▶ How to complete this task:
The material below contains a line with "CPU's address space" and a line with "the new kernel". Copy exactly those two lines and all lines between them.

————

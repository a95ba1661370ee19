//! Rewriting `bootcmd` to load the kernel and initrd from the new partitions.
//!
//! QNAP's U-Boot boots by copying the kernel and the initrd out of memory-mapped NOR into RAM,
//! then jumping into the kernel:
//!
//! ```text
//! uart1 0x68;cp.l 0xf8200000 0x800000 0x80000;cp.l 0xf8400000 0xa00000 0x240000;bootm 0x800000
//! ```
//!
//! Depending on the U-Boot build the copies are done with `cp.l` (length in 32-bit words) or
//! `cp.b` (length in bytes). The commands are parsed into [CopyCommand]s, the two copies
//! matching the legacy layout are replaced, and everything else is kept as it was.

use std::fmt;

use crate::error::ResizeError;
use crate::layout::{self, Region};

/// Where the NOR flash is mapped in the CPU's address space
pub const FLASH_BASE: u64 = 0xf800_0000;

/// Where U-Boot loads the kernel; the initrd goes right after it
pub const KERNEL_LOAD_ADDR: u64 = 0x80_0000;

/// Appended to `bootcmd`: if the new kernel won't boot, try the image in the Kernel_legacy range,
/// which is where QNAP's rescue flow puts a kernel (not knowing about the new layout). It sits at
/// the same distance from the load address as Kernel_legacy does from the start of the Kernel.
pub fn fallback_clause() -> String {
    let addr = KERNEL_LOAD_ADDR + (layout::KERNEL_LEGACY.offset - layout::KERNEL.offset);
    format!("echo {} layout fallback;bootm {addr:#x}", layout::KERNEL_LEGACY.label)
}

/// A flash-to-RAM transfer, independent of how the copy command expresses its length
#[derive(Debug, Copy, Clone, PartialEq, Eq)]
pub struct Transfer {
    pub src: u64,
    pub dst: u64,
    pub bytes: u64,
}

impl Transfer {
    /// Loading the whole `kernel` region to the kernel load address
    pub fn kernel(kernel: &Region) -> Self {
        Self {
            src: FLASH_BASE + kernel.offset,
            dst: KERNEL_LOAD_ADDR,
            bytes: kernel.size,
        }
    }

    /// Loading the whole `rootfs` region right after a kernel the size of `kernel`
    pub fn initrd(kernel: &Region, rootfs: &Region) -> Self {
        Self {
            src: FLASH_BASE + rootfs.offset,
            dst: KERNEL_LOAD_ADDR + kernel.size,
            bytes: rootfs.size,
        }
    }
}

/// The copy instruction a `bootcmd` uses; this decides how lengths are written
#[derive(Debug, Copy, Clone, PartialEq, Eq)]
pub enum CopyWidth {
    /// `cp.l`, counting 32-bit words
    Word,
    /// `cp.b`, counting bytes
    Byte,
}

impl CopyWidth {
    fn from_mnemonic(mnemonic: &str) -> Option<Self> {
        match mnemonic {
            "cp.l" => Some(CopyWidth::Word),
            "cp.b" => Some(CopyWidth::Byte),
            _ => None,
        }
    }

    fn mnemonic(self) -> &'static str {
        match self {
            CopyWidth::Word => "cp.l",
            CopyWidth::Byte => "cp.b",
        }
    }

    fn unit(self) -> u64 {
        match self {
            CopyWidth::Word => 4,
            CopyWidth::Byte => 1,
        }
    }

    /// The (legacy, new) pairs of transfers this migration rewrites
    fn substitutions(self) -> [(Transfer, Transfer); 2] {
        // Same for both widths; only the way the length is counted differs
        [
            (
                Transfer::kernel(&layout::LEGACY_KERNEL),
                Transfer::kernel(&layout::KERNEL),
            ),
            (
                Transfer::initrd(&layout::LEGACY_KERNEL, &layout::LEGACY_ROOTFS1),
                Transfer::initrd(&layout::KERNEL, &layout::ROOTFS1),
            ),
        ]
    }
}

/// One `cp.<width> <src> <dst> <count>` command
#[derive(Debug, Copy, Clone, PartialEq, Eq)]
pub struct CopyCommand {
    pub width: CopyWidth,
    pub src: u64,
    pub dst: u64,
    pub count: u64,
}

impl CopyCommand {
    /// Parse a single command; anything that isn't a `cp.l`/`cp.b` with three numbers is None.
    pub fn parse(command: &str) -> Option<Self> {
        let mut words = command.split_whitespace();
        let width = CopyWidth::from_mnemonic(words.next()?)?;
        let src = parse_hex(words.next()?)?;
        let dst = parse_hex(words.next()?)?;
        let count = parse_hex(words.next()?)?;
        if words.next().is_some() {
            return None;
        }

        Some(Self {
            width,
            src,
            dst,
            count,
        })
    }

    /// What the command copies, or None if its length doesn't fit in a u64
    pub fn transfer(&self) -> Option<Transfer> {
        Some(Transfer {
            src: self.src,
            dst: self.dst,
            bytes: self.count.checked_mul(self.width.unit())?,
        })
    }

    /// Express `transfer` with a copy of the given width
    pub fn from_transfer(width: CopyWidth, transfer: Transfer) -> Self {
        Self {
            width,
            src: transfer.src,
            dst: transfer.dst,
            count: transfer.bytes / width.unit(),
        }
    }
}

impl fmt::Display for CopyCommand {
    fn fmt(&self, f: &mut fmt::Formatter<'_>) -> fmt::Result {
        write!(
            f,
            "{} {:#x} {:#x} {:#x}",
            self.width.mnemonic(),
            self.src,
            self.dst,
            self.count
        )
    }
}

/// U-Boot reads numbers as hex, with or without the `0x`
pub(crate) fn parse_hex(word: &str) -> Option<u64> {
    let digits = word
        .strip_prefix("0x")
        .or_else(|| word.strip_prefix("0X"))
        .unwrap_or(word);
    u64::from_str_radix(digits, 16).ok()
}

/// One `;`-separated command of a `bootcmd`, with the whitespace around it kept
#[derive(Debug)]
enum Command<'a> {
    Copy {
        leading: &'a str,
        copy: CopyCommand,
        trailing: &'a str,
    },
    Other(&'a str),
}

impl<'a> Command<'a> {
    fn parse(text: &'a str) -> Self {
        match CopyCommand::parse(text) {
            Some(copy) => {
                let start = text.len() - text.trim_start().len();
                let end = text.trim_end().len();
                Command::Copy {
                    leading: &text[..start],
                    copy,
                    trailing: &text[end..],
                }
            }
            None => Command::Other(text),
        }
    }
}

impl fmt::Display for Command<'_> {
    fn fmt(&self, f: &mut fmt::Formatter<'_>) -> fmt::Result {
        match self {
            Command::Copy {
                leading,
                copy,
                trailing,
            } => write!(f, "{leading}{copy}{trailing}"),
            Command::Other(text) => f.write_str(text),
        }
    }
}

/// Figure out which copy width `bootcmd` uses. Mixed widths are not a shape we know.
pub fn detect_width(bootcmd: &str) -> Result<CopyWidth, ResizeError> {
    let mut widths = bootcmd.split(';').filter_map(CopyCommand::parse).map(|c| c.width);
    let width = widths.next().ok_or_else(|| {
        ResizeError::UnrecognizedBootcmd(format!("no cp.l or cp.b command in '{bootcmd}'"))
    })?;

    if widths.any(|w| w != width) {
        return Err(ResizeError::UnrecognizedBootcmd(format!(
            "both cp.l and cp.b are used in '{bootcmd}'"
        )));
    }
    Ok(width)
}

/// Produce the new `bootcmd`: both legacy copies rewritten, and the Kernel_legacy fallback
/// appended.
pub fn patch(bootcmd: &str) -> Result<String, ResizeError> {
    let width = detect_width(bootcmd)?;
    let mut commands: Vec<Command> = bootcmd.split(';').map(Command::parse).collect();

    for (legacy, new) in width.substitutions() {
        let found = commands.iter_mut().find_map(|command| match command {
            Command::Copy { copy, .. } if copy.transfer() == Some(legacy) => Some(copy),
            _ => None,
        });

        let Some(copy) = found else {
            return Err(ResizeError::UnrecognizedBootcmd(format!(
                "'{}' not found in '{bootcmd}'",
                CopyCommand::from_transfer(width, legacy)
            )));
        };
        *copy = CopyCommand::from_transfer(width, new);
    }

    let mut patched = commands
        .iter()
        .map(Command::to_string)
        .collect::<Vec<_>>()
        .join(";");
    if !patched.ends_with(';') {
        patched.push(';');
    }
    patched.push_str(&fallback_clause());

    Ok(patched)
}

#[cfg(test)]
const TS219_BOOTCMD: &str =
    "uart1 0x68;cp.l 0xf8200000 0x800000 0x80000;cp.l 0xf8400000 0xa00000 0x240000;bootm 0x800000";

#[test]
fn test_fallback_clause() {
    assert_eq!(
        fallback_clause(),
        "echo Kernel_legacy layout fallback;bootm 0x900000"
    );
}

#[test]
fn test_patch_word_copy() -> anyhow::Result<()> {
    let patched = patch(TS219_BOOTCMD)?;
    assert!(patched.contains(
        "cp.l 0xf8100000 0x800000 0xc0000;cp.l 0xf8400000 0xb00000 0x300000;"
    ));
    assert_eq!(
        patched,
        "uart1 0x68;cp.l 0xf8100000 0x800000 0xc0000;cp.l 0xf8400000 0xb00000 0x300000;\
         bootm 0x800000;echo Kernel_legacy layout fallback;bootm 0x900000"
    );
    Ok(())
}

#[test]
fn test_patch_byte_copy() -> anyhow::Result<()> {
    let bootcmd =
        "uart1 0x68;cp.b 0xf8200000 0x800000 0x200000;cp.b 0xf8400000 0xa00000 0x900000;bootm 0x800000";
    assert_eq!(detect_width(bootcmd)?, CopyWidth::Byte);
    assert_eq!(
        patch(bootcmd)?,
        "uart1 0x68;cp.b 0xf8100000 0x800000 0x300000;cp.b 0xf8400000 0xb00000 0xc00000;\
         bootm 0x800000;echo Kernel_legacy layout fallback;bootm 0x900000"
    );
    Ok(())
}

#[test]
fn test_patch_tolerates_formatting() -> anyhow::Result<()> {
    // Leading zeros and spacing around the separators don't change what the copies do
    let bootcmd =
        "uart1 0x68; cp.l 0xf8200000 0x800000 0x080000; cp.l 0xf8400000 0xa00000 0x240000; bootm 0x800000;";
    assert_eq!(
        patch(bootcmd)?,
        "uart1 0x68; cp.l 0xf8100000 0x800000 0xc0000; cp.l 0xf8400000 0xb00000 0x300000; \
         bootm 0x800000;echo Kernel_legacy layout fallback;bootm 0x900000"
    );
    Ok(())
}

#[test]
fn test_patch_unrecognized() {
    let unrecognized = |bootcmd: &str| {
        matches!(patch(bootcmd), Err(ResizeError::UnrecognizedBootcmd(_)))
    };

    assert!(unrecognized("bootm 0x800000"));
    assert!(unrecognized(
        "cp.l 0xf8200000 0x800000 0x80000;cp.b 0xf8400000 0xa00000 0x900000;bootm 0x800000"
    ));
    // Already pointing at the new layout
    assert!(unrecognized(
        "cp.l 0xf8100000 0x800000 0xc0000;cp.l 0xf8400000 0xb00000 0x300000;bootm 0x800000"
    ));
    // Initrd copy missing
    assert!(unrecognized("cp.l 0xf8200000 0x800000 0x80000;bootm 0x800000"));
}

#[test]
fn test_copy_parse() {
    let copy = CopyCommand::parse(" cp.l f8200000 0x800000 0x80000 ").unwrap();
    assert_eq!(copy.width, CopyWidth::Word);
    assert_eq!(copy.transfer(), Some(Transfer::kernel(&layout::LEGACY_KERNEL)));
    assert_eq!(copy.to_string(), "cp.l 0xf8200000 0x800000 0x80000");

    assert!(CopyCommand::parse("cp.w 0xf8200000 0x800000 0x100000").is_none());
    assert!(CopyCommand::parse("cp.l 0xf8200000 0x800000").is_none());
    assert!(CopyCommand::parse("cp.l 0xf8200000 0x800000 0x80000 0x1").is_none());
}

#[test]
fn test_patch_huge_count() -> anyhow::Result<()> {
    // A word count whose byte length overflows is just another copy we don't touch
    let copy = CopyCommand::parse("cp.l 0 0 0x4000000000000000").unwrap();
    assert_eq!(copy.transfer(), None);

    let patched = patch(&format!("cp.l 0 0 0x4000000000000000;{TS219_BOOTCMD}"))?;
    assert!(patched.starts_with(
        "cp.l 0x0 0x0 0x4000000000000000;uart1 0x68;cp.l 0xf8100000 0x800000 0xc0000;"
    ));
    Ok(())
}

————

▶ Task answer:
/// Where the NOR flash is mapped in the CPU's address space
pub const FLASH_BASE: u64 = 0xf800_0000;

/// Where U-Boot loads the kernel; the initrd goes right after it
pub const KERNEL_LOAD_ADDR: u64 = 0x80_0000;

/// Appended to `bootcmd`: if the new kernel won't boot, try the image in the Kernel_legacy range,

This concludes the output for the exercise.